Poor Correlation Between Pre-Transplant Visualized Estimate of Deceased Donor Liver Steatosis and Reperfusion Biopsy Assessment

Spencer D. Fuller

Abstract


Purpose of Study: Pre-transplant deceased donor liver steatosis is estimated by the procuring surgeon by gross appearance of the organ, by a frozen section biopsy, or a combination of the two. This estimate is often the determining factor for the use or non-use of the organ. Permanent section biopsy of the reperfused liver may give a more accurate and reliable assessment of steatosis. This study assesses the correlation between the surgeons’ estimate of hepatic steatosis and the steatosis measured on permanent section biopsy from the reperfused liver. Methods Used: This study is a retrospective review of all deceased donor liver transplants at a single center over 5 years’ time. The surgeons’ estimates for all procured livers were recorded from the original on-site records from the organ procurement organization. There was no standardization to the reporting such that each recorded value reflected the estimate recorded by the on-site coordinator as stated by the procuring surgeon.
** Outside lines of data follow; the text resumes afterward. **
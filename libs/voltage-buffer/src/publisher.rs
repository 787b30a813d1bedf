//! Durable publisher
//!
//! Publishes directly while the broker is reachable. On any send failure the
//! message goes to the memory queue, which spills into the overflow store
//! when full. On recovery the backlog is replayed: overflow store first,
//! then memory queue, each oldest first.
//!
//! All queue and store access is serialized behind one async mutex. A drain
//! holds it for the whole replay, so producers wait instead of overtaking
//! buffered messages.

use std::sync::atomic::{AtomicBool, AtomicU64, Ordering};
use std::sync::Arc;

use bytes::Bytes;
use tokio::sync::broadcast::error::RecvError;
use tokio::sync::{Mutex, Notify};
use tokio::task::JoinHandle;
use tracing::{debug, error, info, warn};

use crate::config::{BufferConfig, DirectoryClaim};
use crate::connection::BrokerConnection;
use crate::error::{Result, SendError, StoreError};
use crate::memory_queue::MemoryQueue;
use crate::message::OutboundMessage;
use crate::overflow::OverflowStore;

/// Publisher counters
#[derive(Debug, Default)]
pub struct PublisherStats {
    /// Messages delivered on the first attempt
    pub published: AtomicU64,
    /// Messages that went to the memory queue
    pub buffered: AtomicU64,
    /// Messages written to the overflow store
    pub spilled: AtomicU64,
    /// Buffered messages delivered during recovery
    pub replayed: AtomicU64,
    /// Messages lost to limits or persistence failures
    pub dropped: AtomicU64,
}

impl PublisherStats {
    /// Get a snapshot of current stats
    pub fn snapshot(&self) -> PublisherStatsSnapshot {
        PublisherStatsSnapshot {
            published: self.published.load(Ordering::Relaxed),
            buffered: self.buffered.load(Ordering::Relaxed),
            spilled: self.spilled.load(Ordering::Relaxed),
            replayed: self.replayed.load(Ordering::Relaxed),
            dropped: self.dropped.load(Ordering::Relaxed),
        }
    }
}

/// Snapshot of publisher statistics
#[derive(Debug, Clone, Default, PartialEq, Eq)]
pub struct PublisherStatsSnapshot {
    pub published: u64,
    pub buffered: u64,
    pub spilled: u64,
    pub replayed: u64,
    pub dropped: u64,
}

/// Failed reads of the same head segment before it is given up
const MAX_SEGMENT_READ_FAILURES: u32 = 3;

struct BufferState {
    queue: MemoryQueue,
    store: Option<OverflowStore>,
    /// Consecutive failed reads of the head segment
    read_failures: u32,
}

impl BufferState {
    fn has_backlog(&self) -> bool {
        !self.queue.is_empty() || self.store.as_ref().is_some_and(|s| !s.is_empty())
    }
}

struct Shared {
    pid: String,
    config: BufferConfig,
    connection: Arc<dyn BrokerConnection>,
    state: Mutex<BufferState>,
    stats: PublisherStats,
    drain_requested: Notify,
    recovery_task: parking_lot::Mutex<Option<JoinHandle<()>>>,
    shut_down: AtomicBool,
    _claim: Option<DirectoryClaim>,
}

/// Reliable fire-and-forget publisher for one outbound channel.
///
/// `publish` never returns an error: failures turn into buffering, or into a
/// logged and counted loss when local limits are exhausted.
pub struct DurablePublisher {
    shared: Arc<Shared>,
}

impl DurablePublisher {
    /// Validate `config`, claim the persistence directory and open the
    /// overflow store left by a previous run, if any.
    pub fn new(
        pid: impl Into<String>,
        config: BufferConfig,
        connection: Arc<dyn BrokerConnection>,
    ) -> Result<Self> {
        let pid = pid.into();
        config.validate()?;

        let claim = config
            .persistence_directory
            .as_deref()
            .map(DirectoryClaim::acquire)
            .transpose()?;

        let store = match (&claim, config.overflow_enabled()) {
            (Some(claim), true) => Some(OverflowStore::open(
                claim.path(),
                config.max_segments,
                config.max_segment_bytes,
            )?),
            _ => None,
        };

        if config.buffering_disabled() {
            warn!(
                pid = %pid,
                "Buffering disabled (max_buffer_bytes = 0), failed sends will be dropped"
            );
        }
        info!(
            pid = %pid,
            max_buffer_bytes = config.max_buffer_bytes,
            max_segments = config.max_segments,
            overflow = store.is_some(),
            "Durable publisher created"
        );

        Ok(Self {
            shared: Arc::new(Shared {
                pid,
                config,
                connection,
                state: Mutex::new(BufferState {
                    queue: MemoryQueue::new(),
                    store,
                    read_failures: 0,
                }),
                stats: PublisherStats::default(),
                drain_requested: Notify::new(),
                recovery_task: parking_lot::Mutex::new(None),
                shut_down: AtomicBool::new(false),
                _claim: claim,
            }),
        })
    }

    pub fn pid(&self) -> &str {
        &self.shared.pid
    }

    pub fn config(&self) -> &BufferConfig {
        &self.shared.config
    }

    /// Start listening for recovery events. Must be called within a tokio
    /// runtime. If the connection is already up, a backlog left by a previous
    /// run is replayed right away. Calling it again has no effect.
    pub fn start(&self) {
        let mut task = self.shared.recovery_task.lock();
        if task.is_some() || self.shared.shut_down.load(Ordering::Acquire) {
            return;
        }

        // Subscribe before checking the state so no recovery is missed
        let mut listener = self.shared.connection.subscribe_recovery();
        let shared = Arc::clone(&self.shared);

        *task = Some(tokio::spawn(async move {
            if shared.connection.is_connected() {
                shared.drain().await;
            }
            loop {
                tokio::select! {
                    event = listener.recv() => match event {
                        Ok(event) => {
                            debug!(pid = %shared.pid, generation = event.generation, "Connection recovered");
                        },
                        Err(RecvError::Lagged(skipped)) => {
                            debug!(pid = %shared.pid, skipped, "Recovery events lagged");
                        },
                        Err(RecvError::Closed) => {
                            debug!(pid = %shared.pid, "Recovery channel closed");
                            break;
                        },
                    },
                    _ = shared.drain_requested.notified() => {},
                }
                shared.drain().await;
            }
        }));
        debug!(pid = %self.shared.pid, "Recovery listener started");
    }

    /// Publish a message. Never fails from the caller's point of view.
    pub async fn publish(&self, routing_key: impl Into<String>, payload: impl Into<Bytes>) {
        let msg = OutboundMessage::new(routing_key, payload);
        self.shared.publish(msg).await;
    }

    /// Replay everything buffered. Normally driven by recovery events after
    /// `start`; returns the number of messages delivered.
    pub async fn on_recovered(&self) -> u64 {
        self.shared.drain().await
    }

    /// Stop the recovery listener and move the memory queue to disk.
    ///
    /// Waits for a running drain to finish. Without an overflow store the
    /// memory queue is discarded with a warning. Idempotent.
    pub async fn shutdown(&self) {
        if self.shared.shut_down.swap(true, Ordering::AcqRel) {
            return;
        }
        let mut guard = self.shared.state.lock().await;
        if let Some(task) = self.shared.recovery_task.lock().take() {
            task.abort();
        }

        let state = &mut *guard;
        match state.store.as_mut() {
            Some(store) => {
                let pending = state.queue.len();
                if let Err(e) = store.compact() {
                    warn!(pid = %self.shared.pid, error = %e, "Overflow compaction failed");
                }
                self.shared.spill(&mut state.queue, store);
                if !state.queue.is_empty() {
                    let lost = state.queue.clear() as u64;
                    self.shared.stats.dropped.fetch_add(lost, Ordering::Relaxed);
                    error!(pid = %self.shared.pid, lost, "Could not persist buffered messages at shutdown");
                }
                info!(
                    pid = %self.shared.pid,
                    flushed = pending,
                    on_disk = store.record_count(),
                    "Publisher shut down"
                );
            },
            None => {
                let lost = state.queue.clear() as u64;
                if lost > 0 {
                    self.shared.stats.dropped.fetch_add(lost, Ordering::Relaxed);
                    warn!(
                        pid = %self.shared.pid,
                        lost,
                        "No overflow store configured, discarding buffered messages at shutdown"
                    );
                } else {
                    info!(pid = %self.shared.pid, "Publisher shut down");
                }
            },
        }
    }

    pub fn stats(&self) -> &PublisherStats {
        &self.shared.stats
    }

    /// Payload bytes held in the memory queue
    pub async fn buffered_bytes(&self) -> u64 {
        self.shared.state.lock().await.queue.peek_size()
    }

    /// Messages held in the memory queue
    pub async fn buffered_messages(&self) -> usize {
        self.shared.state.lock().await.queue.len()
    }

    /// Unreplayed records in the overflow store
    pub async fn stored_messages(&self) -> u64 {
        let state = self.shared.state.lock().await;
        state.store.as_ref().map_or(0, OverflowStore::record_count)
    }
}

impl Drop for DurablePublisher {
    fn drop(&mut self) {
        if let Some(task) = self.shared.recovery_task.lock().take() {
            task.abort();
        }
    }
}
All reperfusion biopsies were read by experienced liver transplant pathologists at a single center. A scatter plot with best fit line was utilized to determine correlation. Summary of Results: Data were available for 485 liver transplants. Correlation between the surgeon estimated steatosis and assessment by permanent biopsy was r2=0.26. The surgeon underestimated steatosis in 25 cases (5%), overestimated in 110 cases (23%), and was in agreement (+/- 5%) in 350 cases (72%). Conclusions: These results suggest a reasonable ability of the procuring surgeon to determine the presence of liver graft steatosis on site at the time of organ procurement, but the estimate of the extent of steatosis correlates poorly with that seen on permanent reperfusion biopsy.